This is a Journal entry by Skankyrich [?]

index, follow

Post 1

Skankyrich [?]

This is going to be quite a dull bit of news for most people, but I've just noticed that the robots tag on all h2g2 pages now says ''.

This, in theory, means that we should get nudged rather higher in search results, as the whole site is indexed and all the internal links between Entries come in to play. And, as conversation forums will be indexed by Google from now on, we're going to get conversation threads starting to appear in Google searches much more frequently.

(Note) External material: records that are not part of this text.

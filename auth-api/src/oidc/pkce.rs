/*
 * Copyright 2025 Security Union LLC
 *
 * Licensed under either of
 *
 * * Apache License, Version 2.0
 *   (http://www.apache.org/licenses/LICENSE-2.0)
 * * MIT license
 *   (http://opensource.org/licenses/MIT)
 *
 * at your option.
 */

//! PKCE (RFC 7636), S256 only.

use oauth2::{PkceCodeChallenge, PkceCodeVerifier};

use crate::secret::{random_urlsafe, SecretString};

pub const METHOD: &str = "S256";

/// A fresh code verifier: 32 CSPRNG bytes, base64url (43 characters).
pub fn new_verifier() -> SecretString {
    SecretString::new(random_urlsafe())
}

/// `base64url(SHA-256(verifier))`.
pub fn challenge(verifier: &SecretString) -> String {
    let verifier = PkceCodeVerifier::new(verifier.expose().to_string());
    PkceCodeChallenge::from_code_verifier_sha256(&verifier)
        .as_str()
        .to_string()
}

I wonder if this is the first step in getting the search facility fixed/improved? If not, it will be a hell of a lot easier to design a custom Google search box that works.


index, follow

Post 2

Gnomon - time to move on

Yay!

It would certainly be great if they would turn on the "Search conversations" function - it's a long time since they turned it off.


index, follow

Post 3

Skankyrich [?]

It does seem that conversations are being indexed already. I googled 'what can we blame 2legs for' and the Ask thread came up, having last been indexed a week ago. My recent journals have been indexed, too.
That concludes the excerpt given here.